Ainsi, quand le christianisme est vainqueur, les dieux païens aiment mieux fuir. Ils vont chercher les forêts; ils vivent là farouches et de plus en plus sauvages; les vieilles femmes cabalent pour eux sur la bruyère de Macbeth. Le moyen âge regarde cette tendance obstinée vers le passé, cet effort d'aller en arrière, lorsque Dieu mène en avant, il le regarde comme le mal suprême, et il l'appelle le Diable.
Même horreur pour les Albigeois, lorsque ceux-ci, qui se disaient chrétiens, renouvelèrent la dualité persane, manichéenne, comme, si en plein christianisme, Arimane était revenu s'asseoir à côté de Dieu.
Moins grossier, mais non moins impie, semble avoir été le mystère du Temple.
Étrange religion de soldats moines qui, dans leur mépris des prêtres, semblent avoir mêlé les superstitions des anciens gnostiques et des musulmans, ne voulant plus de Dieu que le Saint-Esprit, l'enfermant avec eux dans le secret du Temple, le gardant pour eux. «Leur vrai Dieu devint l'ordre même. Ils adorèrent le Temple et les Templiers, comme temples vivants... Leurs symboles exprimèrent le dévouement aveugle, l'abandon complet de la volonté. L'ordre, se serrant ainsi, tomba dans une farouche religion de soi-même, dans un satanique égoïsme. Ce qu'il y a de souverainement diabolique dans le diable, c'est de s'adorer.»

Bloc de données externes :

use std::collections::VecDeque;
use std::io::{stdout, Stdout, Write};
use std::time::Duration;

use anyhow::{Context, Result};
use crossterm::{cursor, execute, queue, style, terminal};
use crossterm::event::{poll, read, Event, KeyCode, KeyEvent, KeyModifiers};
use crossterm::terminal::{ClearType, EnterAlternateScreen, LeaveAlternateScreen};
use log::{debug, error};

use crate::input::{ByteSource, CTRL_C, ESC};
use crate::render::Frame;

pub trait Terminal: ByteSource {
    fn render(&mut self, frame: &Frame) -> Result<()>;
}

/// Crossterm-backed terminal. Raw mode and the alternate screen are held for
/// as long as the value lives; dropping it puts the terminal back, also when
/// unwinding from a panic.
pub struct TermManager {
    stdout: Stdout,
    pending: VecDeque<u8>,
}

impl TermManager {
    pub fn setup() -> Result<Self> {
        let mut stdout = stdout();
        execute!(stdout, EnterAlternateScreen).context("Error entering alt screen")?;

        // From here on the terminal is modified, so let Drop undo it on any failure.
        let mut term = TermManager { stdout, pending: VecDeque::new() };
        terminal::enable_raw_mode().context("Error setting raw mode")?;
        execute!(term.stdout, cursor::Hide, terminal::Clear(ClearType::All)).context("Error preparing screen")?;

        debug!("terminal set up");
        Ok(term)
    }

    ///////////////////////////////////////////////////////////////////////////

    fn restore(&mut self) -> Result<()> {
        terminal::disable_raw_mode().context("Error leaving raw mode")?;
        execute!(self.stdout, cursor::Show, LeaveAlternateScreen).context("Error leaving alt screen")?;
        Ok(())
    }

    // One key at a time, so an escape sequence is always complete in
    // `pending` and a bare Esc is never glued to the next key.
    fn fill_pending(&mut self) -> Result<()> {
        while self.pending.is_empty() && poll(Duration::from_millis(0)).context("Error polling input")? {
            if let Event::Key(ev) = read().context("Error reading input")? {
                self.pending.extend(encode_key(&ev));
            }
        }

        Ok(())
    }
}

impl ByteSource for TermManager {
    fn poll_byte(&mut self) -> Result<Option<u8>> {
        if self.pending.is_empty() {
            self.fill_pending()?;
        }

        Ok(self.pending.pop_front())
    }

    fn read_byte(&mut self) -> Result<Option<u8>> {
        Ok(self.pending.pop_front())
    }
}

impl Terminal for TermManager {
    fn render(&mut self, frame: &Frame) -> Result<()> {
        for (y, row) in frame.rows().iter().enumerate() {
            queue!(self.stdout, cursor::MoveTo(0, y as u16), style::Print(row))?;
        }

        let status_y = frame.rows().len() as u16 + 1;
        queue!(
            self.stdout,
            cursor::MoveTo(0, status_y),
            terminal::Clear(ClearType::CurrentLine),
            style::Print(frame.status_line()),
            cursor::MoveTo(0, status_y + 1),
            style::Print("Controls: Arrow Keys or WASD | Q to Quit")
        )?;

        self.stdout.flush().context("Error flushing")?;
        Ok(())
    }
}

impl Drop for TermManager {
    fn drop(&mut self) {
        if let Err(e) = self.restore() {
            error!("failed to restore terminal: {:#}", e);
        }
    }
}

/// Turns a key event back into the bytes a raw-mode terminal would send.
pub fn encode_key(ev: &KeyEvent) -> Vec<u8> {
    match ev {
        KeyEvent { code: KeyCode::Char('c'), modifiers } if modifiers.contains(KeyModifiers::CONTROL) => vec![CTRL_C],
        KeyEvent { code, modifiers: _ } => match code {
            KeyCode::Char(c) if c.is_ascii() => vec![*c as u8],
            KeyCode::Up => vec![ESC, b'[', b'A'],
            KeyCode::Down => vec![ESC, b'[', b'B'],
            KeyCode::Right => vec![ESC, b'[', b'C'],
            KeyCode::Left => vec![ESC, b'[', b'D'],
            KeyCode::Esc => vec![ESC],
            _ => vec![],
        }
    }
}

Ainsi, cet instrument de guerre que l'Église s'était créé pour le besoin des Croisades, tourna si bien dans ses mains, que lorsqu'elle croyait le diriger, elle en sentit la pointe au cœur... Toutefois le péril fut moindre en ce que cette création bâtarde du moine-soldat, avait peu de vitalité hors de la croisade, qui l'avait fait naître.

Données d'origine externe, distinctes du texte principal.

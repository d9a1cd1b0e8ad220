use std::{thread::sleep, time::Duration};

use anyhow::Result;
use log::{debug, info, warn};
use rand::Rng;

use crate::input::{poll_intent, Intent};
use crate::render::Frame;
use crate::snake::{Direction::{self, *}, Position, Snake};
use crate::term::Terminal;

pub const BOARD_WIDTH: i32 = 40;
pub const BOARD_HEIGHT: i32 = 20;
pub const TICK_INTERVAL_MS: u64 = 100;
pub const FOOD_REWARD: u32 = 10;
pub const INITIAL_SNAKE_LENGTH: usize = 3;
pub const INITIAL_DIRECTION: Direction = Right;

#[derive(Debug, Copy, Clone, PartialEq, Eq)]
pub struct Board {
    pub width: i32,
    pub height: i32,
}

impl Board {
    /// Panics if the interior cannot hold the starting snake plus one food cell.
    pub fn new(width: i32, height: i32) -> Self {
        assert!(width >= 6 && height >= 3, "board {}x{} is too small", width, height);
        Board { width, height }
    }

    pub fn cell_count(&self) -> usize {
        (self.width * self.height) as usize
    }

    pub fn interior_cell_count(&self) -> usize {
        ((self.width - 2) * (self.height - 2)) as usize
    }

    pub fn is_interior(&self, pos: Position) -> bool {
        pos.x >= 1 && pos.x <= self.width - 2 && pos.y >= 1 && pos.y <= self.height - 2
    }

    pub fn center(&self) -> Position {
        Position::new(self.width / 2, self.height / 2)
    }
}

impl Default for Board {
    fn default() -> Self {
        Board::new(BOARD_WIDTH, BOARD_HEIGHT)
    }
}

#[derive(Debug, Copy, Clone, PartialEq, Eq)]
pub enum CollisionKind {
    Wall,
    SelfHit,
}

#[derive(Debug, Copy, Clone, PartialEq, Eq)]
pub enum Tick {
    Moved,
    Ate,
    Collided(CollisionKind),
    /// Food was eaten and no free interior cell is left for the next one.
    BoardFull,
    Over,
}

#[derive(Debug, Clone)]
pub struct GameState {
    board: Board,
    snake: Snake,
    food: Position,
    score: u32,
    alive: bool,
}

impl GameState {
    pub fn new<R: Rng>(board: Board, rng: &mut R) -> Self {
        let snake = Snake::new(board.center(), INITIAL_SNAKE_LENGTH, INITIAL_DIRECTION, board.cell_count());
        let food = spawn_food(&board, &snake, rng).expect("board minimum size leaves room for food");

        GameState::with_parts(board, snake, food)
    }

    pub fn with_parts(board: Board, snake: Snake, food: Position) -> Self {
        GameState { board, snake, food, score: 0, alive: true }
    }

    pub fn board(&self) -> Board {
        self.board
    }

    pub fn snake(&self) -> &Snake {
        &self.snake
    }

    pub fn food(&self) -> Position {
        self.food
    }

    pub fn score(&self) -> u32 {
        self.score
    }

    pub fn is_alive(&self) -> bool {
        self.alive
    }

    pub fn quit(&mut self) {
        self.alive = false;
    }

    /// Move, then eat/grow/respawn, then check for collisions against the grown body.
    pub fn tick<R: Rng>(&mut self, turn: Option<Direction>, rng: &mut R) -> Tick {
        if !self.alive {
            return Tick::Over;
        }

        let direction = turn.unwrap_or_else(|| self.snake.direction());
        let vacated_tail = self.snake.move_step(direction);

        let mut event = Tick::Moved;

        if self.snake.head() == self.food {
            self.score += FOOD_REWARD;
            if !self.snake.grow(vacated_tail) {
                debug!("snake is at maximum length {}, not growing", self.snake.max_len());
            }

            match spawn_food(&self.board, &self.snake, rng) {
                Some(food) => {
                    debug!("food eaten at {:?}, next food at {:?}", self.food, food);
                    self.food = food;
                    event = Tick::Ate;
                },
                None => event = Tick::BoardFull,
            }
        }

        if let Some(kind) = self.collision() {
            self.alive = false;
            return Tick::Collided(kind);
        }

        if event == Tick::BoardFull {
            self.alive = false;
        }

        event
    }

    pub fn collision(&self) -> Option<CollisionKind> {
        if !self.board.is_interior(self.snake.head()) {
            Some(CollisionKind::Wall)
        } else if self.snake.head_hits_body() {
            Some(CollisionKind::SelfHit)
        } else {
            None
        }
    }
}

///////////////////////////////////////////////////////////////////////////

/// Picks a random interior cell that the snake does not cover, or `None` if
/// the snake already covers the whole interior.
pub fn spawn_food<R: Rng>(board: &Board, snake: &Snake, rng: &mut R) -> Option<Position> {
    let covered = snake.body().iter().filter(|pos| board.is_interior(**pos)).count();
    let free = board.interior_cell_count().saturating_sub(covered);
    if free == 0 {
        return None;
    }

    loop {
        let pos = Position::new(rng.gen_range(1..board.width - 1), rng.gen_range(1..board.height - 1));
        if !snake.occupies(pos) {
            return Some(pos);
        }
    }
}

#[derive(Debug, Copy, Clone, PartialEq, Eq)]
pub enum EndReason {
    Quit,
    Collision(CollisionKind),
    BoardFull,
}

#[derive(Debug, Copy, Clone, PartialEq, Eq)]
pub struct Outcome {
    pub reason: EndReason,
    pub score: u32,
    pub length: usize,
}

/// Runs ticks at a fixed interval until the player quits or the snake dies.
pub struct GameLoop<R: Rng> {
    board: Board,
    tick_interval: Duration,
    rng: R,
}

impl<R: Rng> GameLoop<R> {
    pub fn new(rng: R) -> Self {
        GameLoop { board: Board::default(), tick_interval: Duration::from_millis(TICK_INTERVAL_MS), rng }
    }

    pub fn with_tick_interval(mut self, tick_interval: Duration) -> Self {
        self.tick_interval = tick_interval;
        self
    }

    pub fn with_board(mut self, board: Board) -> Self {
        self.board = board;
        self
    }

    pub fn run<T: Terminal + ?Sized>(&mut self, term: &mut T) -> Result<Outcome> {
        let mut state = GameState::new(self.board, &mut self.rng);
        info!("game started: {}x{} board, food at {:?}", self.board.width, self.board.height, state.food());

        term.render(&Frame::of(&state))?;

        let reason = loop {
            let turn = match poll_intent(term, state.snake().direction())? {
                Some(Intent::Quit) => {
                    state.quit();
                    break EndReason::Quit;
                },
                Some(Intent::Turn(dir)) => Some(dir),
                None => None,
            };

            let event = state.tick(turn, &mut self.rng);
            term.render(&Frame::of(&state))?;

            match event {
                Tick::Collided(kind) => break EndReason::Collision(kind),
                Tick::BoardFull => {
                    warn!("no free cell left for food");
                    break EndReason::BoardFull;
                },
                Tick::Moved | Tick::Ate | Tick::Over => {},
            }

            sleep(self.tick_interval);
        }; // Game loop

        let outcome = Outcome { reason, score: state.score(), length: state.snake().len() };
        info!("game over: {:?}", outcome);

        Ok(outcome)
    }
}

La bataille du seizième siècle créa une milice bien plus dangereuse. Au moment où Rome est attaquée dans Rome même par les livres de Luther et les armes de Frondsberg, il lui vient d'Espagne un vaillant soldat qui se voue à la servir, un homme d'enthousiasme et de ruse... Elle saisit ce glaive dans son péril, et si vivement, avec tant de confiance, qu'elle en jette le fourreau. Elle remet tout pouvoir au général des jésuites, s'interdisant de leur donner jamais, même sur leur demande, de priviléges contraires à leur institut (Nullius momenti habenda sunt, etiamsi à Sede apostolica sint concessa). Le pape ne changera rien, et le général avec l'assemblée de l'ordre, changera ce qu'il voudra, selon les lieux et les temps.
Ce qui fit la force et la légitimité de l'ordre à son apparition, c'est qu'il soutint contre les protestants qui exagéraient l'influence divine, que l'homme est libre pourtant.
Maintenant quel usage fera-t-il de cette liberté? Il la remettra aux jésuites; il l'emploiera à obéir, et il croira juste tout ce qui lui sera commandé[21]: il sera dans la main des supérieurs, comme un bâton dans la main d'un vieil homme qui en fait tout ce qu'il veut, il se laissera pousser à droite, à gauche, comme un cadavre: PERINDE AC CADAVER.